A tutte le donne, a quelle in carriera come alle casalinghe, a quelle felici come a quelle che soffrono, alle madri come alle figlie, a tutte tutte tutte.

Nella speranza che l'8 marzo non sia solo una serata per svagarsi, ma che aiuti le donne a capire il loro valore, con o senza un uomo. Che dia loro la consapevolezza della intrinseca forza che hanno, già anche solo per essere potenzialmente portatrici di vita.
Che sia il fazzoletto per asciugare le lacrime e la tronchesa per tagliare le catene.

Che sia una festa vera, la festa della vita.

Un bacio a tutte voi. :-)




ps. Tutti conosceranno l'origine dell'8 marzo, ma non fa male ricordarlo.

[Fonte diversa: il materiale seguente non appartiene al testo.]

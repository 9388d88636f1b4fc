// # Offline Phone Directory
//
// This crate provides the local [`PhoneLookup`] implementation for the
// lookout system, backed by the `phonenumber` port of Google's
// libphonenumber.
//
// ## Purpose
//
// Phone lookups are purely local: parsing, validation and formatting run
// against the embedded numbering-plan database, and the descriptive
// layer (region name, timezones, line type) comes from this crate's own
// descriptors. No network I/O happens here; the `PhoneLookup` trait in
// lookout-core is the extension point for an online reverse-lookup
// source, and none ships.
//
// ## What the port does not carry
//
// libphonenumber's optional geocoder, carrier and timezone data files
// are not part of the Rust port. Region names and timezones therefore
// come from the calling-code descriptor table in [`region`], line types
// from the prefix classifier below, and carrier resolution reports the
// Unknown sentinel.

pub mod region;

use chrono::Utc;
use phonenumber::Mode;

use lookout_core::traits::geo_provider::UNKNOWN;
use lookout_core::traits::{LineType, PhoneLookup, PhoneRecord, PhoneValidation};
use lookout_core::{Error, Result};

use region::region_info;

/// Strip everything but digits and a leading `+`.
///
/// `"+1 (415) 555-2671"` becomes `"+14155552671"`; a `+` anywhere past
/// the first kept character is dropped like any other separator.
fn sanitize(raw: &str) -> String {
    let mut cleaned = String::with_capacity(raw.len());
    for c in raw.chars() {
        if c.is_ascii_digit() {
            cleaned.push(c);
        } else if c == '+' && cleaned.is_empty() {
            cleaned.push(c);
        }
    }
    cleaned
}

/// Classify a number's line type from its calling code and national
/// significant number.
///
/// Coverage is the set of plans where the class is determined by prefix;
/// everything else is `Unknown` rather than a guess.
fn classify_line_type(calling_code: u16, national: &str) -> LineType {
    match calling_code {
        // NANP: service class lives in the area code. Geographic numbers
        // do not distinguish fixed from mobile.
        1 => match &national[..national.len().min(3)] {
            "800" | "833" | "844" | "855" | "866" | "877" | "888" => LineType::TollFree,
            "900" => LineType::PremiumRate,
            _ => LineType::FixedLineOrMobile,
        },
        // United Kingdom (national number without the trunk zero)
        44 => {
            if national.starts_with("70") {
                LineType::Personal
            } else if national.starts_with("76") {
                LineType::Pager
            } else if national.starts_with('7') {
                LineType::Mobile
            } else if national.starts_with("800") || national.starts_with("808") {
                LineType::TollFree
            } else if national.starts_with("84") {
                LineType::SharedCost
            } else if national.starts_with('9') {
                LineType::PremiumRate
            } else if national.starts_with("56") {
                LineType::Voip
            } else if national.starts_with('3') {
                LineType::Uan
            } else if national.starts_with('1') || national.starts_with('2') {
                LineType::FixedLine
            } else {
                LineType::Unknown
            }
        }
        // Philippines
        63 => {
            if national.starts_with('9') {
                LineType::Mobile
            } else if national.starts_with('2') || national.starts_with('3')
                || national.starts_with('4') || national.starts_with('5')
                || national.starts_with('6') || national.starts_with('7')
                || national.starts_with('8')
            {
                LineType::FixedLine
            } else {
                LineType::Unknown
            }
        }
        // Germany
        49 => {
            if national.starts_with("15") || national.starts_with("16")
                || national.starts_with("17")
            {
                LineType::Mobile
            } else if national.starts_with("800") {
                LineType::TollFree
            } else if national.starts_with("900") {
                LineType::PremiumRate
            } else if national.starts_with("700") {
                LineType::Personal
            } else {
                LineType::Unknown
            }
        }
        _ => LineType::Unknown,
    }
}

/// Local phone-number metadata source
///
/// Stateless; the numbering-plan database is embedded in the
/// `phonenumber` crate and loaded lazily on first use.
#[derive(Debug, Default)]
pub struct PhoneDirectory;

impl PhoneDirectory {
    pub fn new() -> Self {
        Self
    }

    /// Parse `raw` with no assumed default region.
    ///
    /// The region must be inferable from the input itself (a leading
    /// `+countrycode`); anything else is ambiguous and fails as a parse
    /// error.
    fn parse(&self, raw: &str) -> Result<(String, phonenumber::PhoneNumber)> {
        let cleaned = sanitize(raw);
        if cleaned.is_empty() {
            return Err(Error::parse(format!(
                "Input {:?} contains no dialable characters",
                raw
            )));
        }

        let parsed = phonenumber::parse(None, &cleaned)
            .map_err(|e| Error::parse(format!("Invalid phone number {:?}: {}", raw, e)))?;

        Ok((cleaned, parsed))
    }

    fn validation(cleaned: &str, parsed: &phonenumber::PhoneNumber) -> PhoneValidation {
        PhoneValidation {
            // Validity and possibility are independent answers: a number
            // can look dialable yet be unassigned in its plan, and both
            // flags are always reported.
            valid: phonenumber::is_valid(parsed),
            possible: phonenumber::is_viable(cleaned),
            e164: parsed.format().mode(Mode::E164).to_string(),
            international: parsed.format().mode(Mode::International).to_string(),
            national: parsed.format().mode(Mode::National).to_string(),
        }
    }
}

impl PhoneLookup for PhoneDirectory {
    fn lookup(&self, raw: &str) -> Result<PhoneRecord> {
        let (cleaned, parsed) = self.parse(raw)?;
        let validation = Self::validation(&cleaned, &parsed);

        if !validation.valid {
            tracing::warn!("Number {} parses but is not valid for its plan", validation.e164);
        }

        let country_code = parsed.country().value();
        let national_number = parsed.national().value();

        let (location, timezones) = match region_info(country_code) {
            Some(info) => (info.name.to_string(), info.timezones.join(", ")),
            None => (UNKNOWN.to_string(), UNKNOWN.to_string()),
        };

        Ok(PhoneRecord {
            input: raw.to_string(),
            e164: validation.e164,
            international: validation.international,
            national: validation.national,
            valid: validation.valid,
            possible: validation.possible,
            country_code,
            national_number,
            location,
            // The port carries no carrier dataset; see module docs.
            carrier: UNKNOWN.to_string(),
            line_type: classify_line_type(country_code, &national_number.to_string()),
            timezones,
            captured_at: Utc::now(),
        })
    }

    fn validate(&self, raw: &str) -> Result<PhoneValidation> {
        let (cleaned, parsed) = self.parse(raw)?;
        Ok(Self::validation(&cleaned, &parsed))
    }
}

#[cfg(test)]
mod tests {
    use super::*;

    fn digits(s: &str) -> String {
        s.chars().filter(|c| c.is_ascii_digit()).collect()
    }

    #[test]
    fn sanitize_keeps_digits_and_leading_plus() {
        assert_eq!(sanitize("+1 (415) 555-2671"), "+14155552671");
        assert_eq!(sanitize("0049 30 1234"), "0049301234");
        assert_eq!(sanitize("call +44 now"), "+44");
        assert_eq!(sanitize("no number here"), "");
    }

    #[test]
    fn lookup_of_garbage_is_a_parse_error() {
        let directory = PhoneDirectory::new();
        let err = directory.lookup("definitely not a number").unwrap_err();
        assert!(matches!(err, Error::Parse(_)));
    }

    #[test]
    fn canonical_forms_agree_on_the_underlying_digits() {
        let directory = PhoneDirectory::new();
        let record = directory.lookup("+1 415-555-2671").unwrap();

        assert_eq!(record.e164, "+14155552671");
        // International keeps the calling code, national drops it; all
        // three describe the same digit string.
        assert_eq!(digits(&record.international), "14155552671");
        assert_eq!(digits(&record.national), "4155552671");
        assert_eq!(record.country_code, 1);
        assert_eq!(record.national_number, 4155552671);
    }

    #[test]
    fn invalid_but_parseable_number_still_yields_a_record() {
        let directory = PhoneDirectory::new();
        // NANP area codes cannot start with 1; the number still parses.
        let record = directory.lookup("+1 123 456 7890").unwrap();

        assert!(!record.valid);
        assert!(record.possible);
        assert_eq!(record.country_code, 1);
    }

    #[test]
    fn descriptive_fields_come_from_the_region_table() {
        let directory = PhoneDirectory::new();
        let record = directory.lookup("+63 917 123 4567").unwrap();

        assert_eq!(record.location, "Philippines");
        assert_eq!(record.timezones, "Asia/Manila");
        assert_eq!(record.line_type, LineType::Mobile);
        assert_eq!(record.carrier, "Unknown");
    }

    #[test]
    fn validate_skips_descriptive_fields_but_formats() {
        let directory = PhoneDirectory::new();
        let validation = directory.validate("+639171234567").unwrap();

        assert!(validation.valid);
        assert!(validation.possible);
        assert_eq!(validation.e164, "+639171234567");
    }

    #[test]
    fn line_type_classifier_covers_prefix_determined_plans() {
        assert_eq!(classify_line_type(1, "8005551234"), LineType::TollFree);
        assert_eq!(classify_line_type(1, "9005551234"), LineType::PremiumRate);
        assert_eq!(classify_line_type(1, "4155552671"), LineType::FixedLineOrMobile);
        assert_eq!(classify_line_type(44, "7911123456"), LineType::Mobile);
        assert_eq!(classify_line_type(44, "7012345678"), LineType::Personal);
        assert_eq!(classify_line_type(63, "9171234567"), LineType::Mobile);
        assert_eq!(classify_line_type(63, "27123456"), LineType::FixedLine);
        assert_eq!(classify_line_type(49, "15112345678"), LineType::Mobile);
        assert_eq!(classify_line_type(995, "123"), LineType::Unknown);
    }
}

Nell'inverno del 1908, a New York, le operaie dell'industria tessile Cotton scioperarono chiedendo migliori condizioni di lavoro. Lo sciopero durò alcuni giorni, finché l'8 marzo il proprietario Mr. Johnson, bloccò tutte le porte dell'opificio e imprigionò le scioperanti nella fabbrica alla quale venne appiccato il fuoco. Le 129 operaie morirono, arse dalle fiamme.

Fu Rosa Luxemburg a proporre, in ricordo della tragedia, la data dell'8 marzo come giornata di lotta internazionale.